───── Input ─────

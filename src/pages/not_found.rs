use leptos::prelude::*;

/// 404 Not Found Page
#[component]
pub fn NotFound() -> impl IntoView {
	view! {
		<main class="not-found">
			<h1>"404"</h1>
			<p>"The page you were looking for doesn't exist."</p>
			<a href="/">"Back to the homepage"</a>
		</main>
	}
}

─────

- _Problem details_
From the line containing "use leptos::prelude::*;" through the last line of the records above, reproduce every line exactly.

- _Finished task_
use leptos::prelude::*;

/// 404 Not Found Page
#[component]
pub fn NotFound() -> impl IntoView {
	view! {
		<main class="not-found">
			<h1>"404"</h1>
			<p>"The page you were looking for doesn't exist."</p>
			<a href="/">"Back to the homepage"</a>
		</main>
	}
}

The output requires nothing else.